Five nights later, on a misty evening in Seattle, Minnesota manager Billy Martin brought Walters into a game with the Twins down 4-3 in the eighth with two runners on and no out. Jack Aker, the opposing pitcher, was at bat. Walters recalls the incident with a laugh. “Billy brings me in and says, ‘Aker is going to bunt. Field the bunt. It’s slippery out, so don’t try to throw to second, just get the out and I’ll bring somebody else in.’ So I went into the stretch, Aker squared around to bunt, just like Billy said he would, and I hit Aker on the knee.” Walters then retired Tommy Harper before being relieved by Ron Perranoski, who got the win when the Twins scored three runs in the top of the ninth.

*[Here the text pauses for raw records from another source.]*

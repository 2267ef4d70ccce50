//! 日志行格式化
//!
//! - 机器可读：单行 JSON，键顺序为 `time, tag, level, message[, stack]`
//! - 人类可读：`<emoji> <彩色级别标签> <青色标签> <消息>`
//! - 无装饰：`LABEL tag message`

use crate::core::event::LogData;
use crate::core::level::LogLevel;
use crate::error::{LoggaError, Result};
use chrono::{DateTime, SecondsFormat, Utc};
use serde::Serialize;
use serde_json::ser::Formatter;
use std::io;

const EMOJI: [&str; 4] = [
    "\u{1F6A8}", // error
    "\u{26A0}",  // warn
    "\u{1F6C8}", // info
    "\u{1F41B}", // debug
];

const COLOUR: [&str; 4] = [
    "\x1b[31;1m", // red
    "\x1b[33;1m", // yellow
    "\x1b[34;1m", // blue
    "\x1b[30;1m", // grey (bright black)
];

const CYAN: &str = "\x1b[36m";
const RESET: &str = "\x1b[0m";

/// 机器可读输出中的时间字段
#[derive(Debug, Clone, PartialEq, Eq, Serialize)]
#[serde(untagged)]
pub enum Timestamp {
    /// ISO-8601 字符串，UTC，毫秒精度
    Iso(String),
    /// Unix 纪元毫秒
    EpochMillis(i64),
}

impl Timestamp {
    pub fn new(time: DateTime<Utc>, fast: bool) -> Self {
        if fast {
            Timestamp::EpochMillis(time.timestamp_millis())
        } else {
            Timestamp::Iso(time.to_rfc3339_opts(SecondsFormat::Millis, true))
        }
    }
}

#[derive(Serialize)]
struct MachineLine<'a> {
    time: Timestamp,
    tag: &'a str,
    level: LogLevel,
    message: &'a str,
    #[serde(skip_serializing_if = "Option::is_none")]
    stack: Option<&'a str>,
}

/// 在 serde_json 默认转义之外额外把 `/` 转义为 `\/`
#[derive(Debug, Clone, Copy, Default)]
struct SolidusEscaping;

impl Formatter for SolidusEscaping {
    fn write_string_fragment<W>(&mut self, writer: &mut W, fragment: &str) -> io::Result<()>
    where
        W: ?Sized + io::Write,
    {
        let mut rest = fragment;
        while let Some(pos) = rest.find('/') {
            writer.write_all(rest[..pos].as_bytes())?;
            writer.write_all(b"\\/")?;
            rest = &rest[pos + 1..];
        }
        writer.write_all(rest.as_bytes())
    }
}

/// 渲染单行 JSON（不含结尾换行）
pub fn format_json(data: &LogData, time: Timestamp) -> Result<String> {
    let line = MachineLine {
        time,
        tag: &data.tag,
        level: data.level,
        message: &data.message,
        stack: data.stack.as_deref(),
    };
    let mut buf = Vec::with_capacity(64 + data.message.len());
    let mut serializer = serde_json::Serializer::with_formatter(&mut buf, SolidusEscaping);
    line.serialize(&mut serializer)?;
    String::from_utf8(buf).map_err(|e| LoggaError::sink(e.to_string()))
}

fn append_stack(mut entry: String, data: &LogData, show_stack: bool) -> String {
    if show_stack {
        if let Some(stack) = &data.stack {
            entry.push_str("\n  ");
            entry.push_str(stack);
        }
    }
    entry
}

/// 渲染带 emoji 和 ANSI 颜色的人类可读行
pub fn format_pretty(data: &LogData, show_stack: bool) -> String {
    let index = data.level.index();
    let entry = format!(
        "{} {}{}{} {}{}{} {}",
        EMOJI[index],
        COLOUR[index],
        data.level.label(),
        RESET,
        CYAN,
        data.tag,
        RESET,
        data.message
    );
    append_stack(entry, data, show_stack)
}

/// 渲染无装饰的 `LABEL tag message` 行
pub fn format_plain(data: &LogData, show_stack: bool) -> String {
    let entry = format!("{} {} {}", data.level.label(), data.tag, data.message);
    append_stack(entry, data, show_stack)
}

Walters’s final game in the majors was at home at Metropolitan Stadium on May 14. The Twins fell behind 5-0 to Baltimore. Starter Dick Woodson was taken out for a pinch-hitter in the last of the third, and Walters started the fourth. With two out, he gave up a home run to Paul Blair, the first run he allowed. In the fifth, the Orioles loaded the bases off Walters with one out. Bob Miller relieved and allowed all three runners to score.

Walters was then sent to the minor leagues. “They needed a guy and didn’t feel I was the guy. I didn’t have a breaking ball. They threw me up there because I was young and had a strong arm.”

Rather than being sent to Class AAA Denver, Walters went to Charlotte in the Class AA Southern League, prompting an outburst from Martin about the decision by farm-director Sherry Robertson and his assistant, George Brophy. “Here he [Walters] is almost good enough to pitch for us, and he’s not good enough to pitch for Denver,” said Martin. Robertson replied, “I don’t tell Martin how to manage, and I don’t need him to tell me how to run the farms.” Martin later apologized to Robertson and Brophy for aiming his complaints to the press instead of to them personally.

Walters was fine with going to Charlotte, even though the Southern League was known as the “bus league” because of the long road trips by bus. “That was fun,” he said. “Good competition. Lots of trips—Birmingham, Nashville, Montgomery. I was just 22 years old. It was fun. I loved it. Single. Nothing but fun.”

His first appearance for Charlotte was in relief on May 20. Three days later he started and won 3-0 against Savannah, striking out 11 in a game stopped by rain after five innings. He struck out 11 batters in five innings. Walters started 18 games for Charlotte and had a 7-10 won-lost record with a 4.03 earned-run average. 

He finally found himself in Denver in 1970, but with a different organization. He had been traded to the Washington Senators with Joe Grzenda for Brant Alyea shortly before the season opened. By this time, Denver was Washington’s top farm team. It was a season marred with injuries for Walters, who pulled an adductor muscle in his thigh in the season opener and was put on the disabled list. He re-injured the muscle later in the season and then had his season finished when he was hurt during a brawl between Denver and the Wichita Aeros on July 3, damaging his knee ligaments and ending up in a cast.

Walters started the season in Denver in 1971 before being sent to Pittsfield (Massachusetts) in the Class AA Eastern League, where he pitched again in 1972, making $1,200 a month. After that season, Hal Keller, the farm director for the Texas Rangers (the parent team having moved from Washington), sent him a contract for $1,200 a month.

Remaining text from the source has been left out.